Monique Mukuna contre l’appel à la transition par les mouvements citoyens

Réunis à Paris dans le cadre d’une initiative de l’Institut pour la démocratie, la gouvernance, la paix et le développement en Afrique (IDPGA), les mouvements citoyens de la République démocratique du Congo ont adopté un “manifeste du citoyen congolais” visant un retour à l’ordre constitutionnel en fin de l’année en cours.

Le manifeste du citoyen congolais rédigé après les trois jours de concertation entre ces mouvements citoyens note que les animateurs de la transition seront désignés lors d’une concertation nationale à l’issue de laquelle il sera former un gouvernement transitoire ayant pour mission principale d’organiser des élections crédibles, transparentes, ouvertes et libres et dont les animateurs ne seront pas candidats au scrutin présidentiel.

Cette transition sera propice à doter la RD Congo, notre pays, d’un nouveau système de gouvernance, basé sur une justice indépendante, des services de sécurité protégeant les citoyens, assurant l’exercice effectif des libertés constitutionnelles, garantissant une gestion transparente et équitable de toutes les ressources nationales, des institutions fortes et démocratiques mettant les intérêts des citoyens Congolais au centre de tout projet politique“, ont écrit les signataires de manifeste.

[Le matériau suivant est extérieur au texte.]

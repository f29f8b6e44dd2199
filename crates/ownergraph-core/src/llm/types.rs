//! Chat completion wire types
//!
//! OpenAI-compatible request and response bodies as spoken by OpenRouter.

use serde::{Deserialize, Serialize};

#[derive(Debug, Clone, Copy, PartialEq, Eq, Serialize, Deserialize)]
#[serde(rename_all = "lowercase")]
pub enum MessageRole {
    System,
    User,
    Assistant,
}

#[derive(Debug, Clone, PartialEq, Serialize, Deserialize)]
pub struct Message {
    pub role: MessageRole,
    pub content: String,
}

impl Message {
    pub fn system(content: impl Into<String>) -> Self {
        Self {
            role: MessageRole::System,
            content: content.into(),
        }
    }

    pub fn user(content: impl Into<String>) -> Self {
        Self {
            role: MessageRole::User,
            content: content.into(),
        }
    }
}

/// Output format requested from the model
#[derive(Debug, Clone, Serialize)]
pub struct ResponseFormat {
    #[serde(rename = "type")]
    pub kind: &'static str,
}

impl ResponseFormat {
    pub fn json_object() -> Self {
        Self {
            kind: "json_object",
        }
    }
}

/// Request body for chat completions
#[derive(Debug, Clone, Serialize)]
pub struct ChatRequest {
    pub model: String,
    pub messages: Vec<Message>,
    #[serde(skip_serializing_if = "Option::is_none")]
    pub temperature: Option<f32>,
    #[serde(skip_serializing_if = "Option::is_none")]
    pub max_tokens: Option<usize>,
    #[serde(skip_serializing_if = "Option::is_none")]
    pub response_format: Option<ResponseFormat>,
}

impl ChatRequest {
    pub fn new(model: impl Into<String>, messages: Vec<Message>) -> Self {
        Self {
            model: model.into(),
            messages,
            temperature: None,
            max_tokens: None,
            response_format: None,
        }
    }

    pub fn with_temperature(mut self, temperature: f32) -> Self {
        self.temperature = Some(temperature);
        self
    }

    pub fn with_max_tokens(mut self, max_tokens: usize) -> Self {
        self.max_tokens = Some(max_tokens);
        self
    }

    /// Ask the model to answer with a single JSON object
    pub fn json_mode(mut self) -> Self {
        self.response_format = Some(ResponseFormat::json_object());
        self
    }
}

#[derive(Debug, Clone, Default, Deserialize)]
pub struct Usage {
    pub prompt_tokens: u32,
    pub completion_tokens: u32,
    #[serde(default)]
    pub total_tokens: u32,
}

#[derive(Debug, Clone, Deserialize)]
pub struct Choice {
    pub message: Message,
    pub finish_reason: Option<String>,
}

/// Response from the chat completions API
#[derive(Debug, Clone, Deserialize)]
pub struct ChatResponse {
    pub model: String,
    pub choices: Vec<Choice>,
    pub usage: Option<Usage>,
}

/// First choice of a completion, flattened
#[derive(Debug, Clone)]
pub struct LlmResponse {
    pub content: String,
    pub model: String,
    pub tokens_used: u32,
    /// `length` means the answer was cut off
    pub finish_reason: Option<String>,
}

impl LlmResponse {
    pub fn from_chat_response(response: ChatResponse) -> Option<Self> {
        let choice = response.choices.into_iter().next()?;
        Some(Self {
            content: choice.message.content,
            model: response.model,
            tokens_used: response.usage.map(|u| u.total_tokens).unwrap_or(0),
            finish_reason: choice.finish_reason,
        })
    }

    pub fn is_truncated(&self) -> bool {
        self.finish_reason.as_deref() == Some("length")
    }
}

/// Cut the JSON object out of a model answer
///
/// Models wrap JSON in code fences or prose often enough that the answer
/// is taken from the first `{` to the last `}`.
pub fn extract_json_object(content: &str) -> Option<&str> {
    let start = content.find('{')?;
    let end = content.rfind('}')?;
    (end > start).then(|| &content[start..=end])
}

#[cfg(test)]
mod tests {
    use super::*;

    #[test]
    fn test_chat_request_serialization() {
        let request = ChatRequest::new("openai/gpt-4o-mini", vec![Message::user("Hi")])
            .with_temperature(0.0)
            .json_mode();
        let json = serde_json::to_value(&request).unwrap();

        assert_eq!(json["model"], "openai/gpt-4o-mini");
        assert_eq!(json["messages"][0]["role"], "user");
        assert_eq!(json["response_format"]["type"], "json_object");
        assert!(json.get("max_tokens").is_none());
    }

    #[test]
    fn test_chat_response_deserialization() {
        let json = r#"{
            "id": "gen-1",
            "object": "chat.completion",
            "created": 1700000000,
            "model": "openai/gpt-4o-mini",
            "choices": [{
                "index": 0,
                "message": {"role": "assistant", "content": "{\"a\": 1}"},
                "finish_reason": "stop"
            }],
            "usage": {"prompt_tokens": 10, "completion_tokens": 5, "total_tokens": 15}
        }"#;

        let response: ChatResponse = serde_json::from_str(json).unwrap();
        let response = LlmResponse::from_chat_response(response).unwrap();
        assert_eq!(response.content, "{\"a\": 1}");
        assert_eq!(response.tokens_used, 15);
        assert!(!response.is_truncated());
    }

    #[test]
    fn test_empty_choices() {
        let response = ChatResponse {
            model: "m".to_string(),
            choices: Vec::new(),
            usage: None,
        };
        assert!(LlmResponse::from_chat_response(response).is_none());
    }

    #[test]
    fn test_extract_json_object() {
        assert_eq!(extract_json_object("{\"a\":1}"), Some("{\"a\":1}"));
        assert_eq!(
            extract_json_object("```json\n{\"a\": {\"b\": 2}}\n```"),
            Some("{\"a\": {\"b\": 2}}")
        );
        assert_eq!(extract_json_object("no json here"), None);
        assert_eq!(extract_json_object("} {"), None);
    }
}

Un gouvernement de transition ne sera jamais respecté et nous retournons à la situation actuelle. Il faut qu’on organise les élections!” a déclaré Monique Mutumbo Mukuna, première femme à déclarer sa candidature à la prochaine présidentielle lors d’une conférence animée à l’hôtel Béatrice de Kinshasa au lendemain de son retour au pays pour son enrôlement, en signe d’appel à la population congolaise pour une mobilisation pour les élections.

La commission électorale a appelé les Congolais à s’enrôler massivement en vue de lui permettre d’apprêter le fichier électoral pour convoquer le scrutin. L’état actuel du déroulement de cet opération donne plus de 80% des personnes enrôlées” a-t-elle expliqué, rappelant que la population ayant rempli son devoir civique, Le balle est alors jetée dans le camp de la centrale électorale, qui doit à présent convoquer le scrutin en vue de permettre au peuple d’exprimer son droit le plus légitime en sanctionnant ses dirigeants et ainsi permettre un retour de l’ordre constitutionnel, pas une gestion du pays par des compromis politiques, souvent foulés aux pieds.

Monique Mukuna, qui coordonne le mouvement RDC Nouvel Horizon, regroupement plus de six partis politiques qui soutiennent sa candidature à la magistrature suprême a indiqué que le peuple congolais doit se joindre à un appel exigeant des élections et non une quelconque transition, dont les objectifs restent le partage du pouvoir par la classe politique actuelle et non le bien-être de la population. “Les élections libres et transparentes dans un bref délai ne sont pas négociables. Pas de dialogue, pas de transition non plus” a-t-elle averti, appelant le peuple à la totale vigilance.

Face à la crise socio-économique actuelle, née de l’impasse politique et de l’instabilité sécuritaire généralisée à l’est, au centre et à l’ouest du pays, la première femme candidate à la prochaine présidentielle estime que c’est le régime de Kinshasa qui a une main mise sur cet insécurité dans le but s’imposer un État d’urgence pour remettre aux calendes grecques la convocation de l’électorat.

Monique Mukuna rappelle qu’au lieu de cette démarche, le gouvernement congolais devrait plutôt se concentrer sur la facilitation d’une enquête internationale au Kasaï en vue de ressortir la vérité sur ce qu’elle qualifie de “génocide Congolais silencieux” visant à dépeupler le Congo-Kinshasa d’une façon planifiée.

Monique Mukuna a également pointé dans la crise actuelle la complicité de la commission électorale nationale indépendante, qui au lieu d’accélérer le processus électoral, ne joue qu’au glissement de dates, avançant des contraintes sécuritaires, techniques voire financières.

Depuis décembre 2016, une crise politique, doublée d’une insécurité a envahi la République démocratique du Congo depuis la fin du second mandat de l’actuel président Joseph Kabila. Malgré la signature d’un accord de gestion du pays, exigeant le maintien du président Joseph Kabila au pouvoir et la gestion du gouvernement par l’opposition, la tension reste perceptible notamment à cause de l’application partielle de l’accord obtenu sous l’égide de l’église Catholique et du report des élections annoncé par la centrale électorale, avançant de raisons sécuritaires, qui n’ont pas facilitées la finalisation des listes électorales mais également de l’absence de la loi sur la répartition de sièges qui doit être adoptée par le parlement. L’opposition, elle, trouve dans ce retardement de la convocation du scrutin présidentiel, des manoeuvres dilatoires visant à garder Joseph Kabila au pouvoir.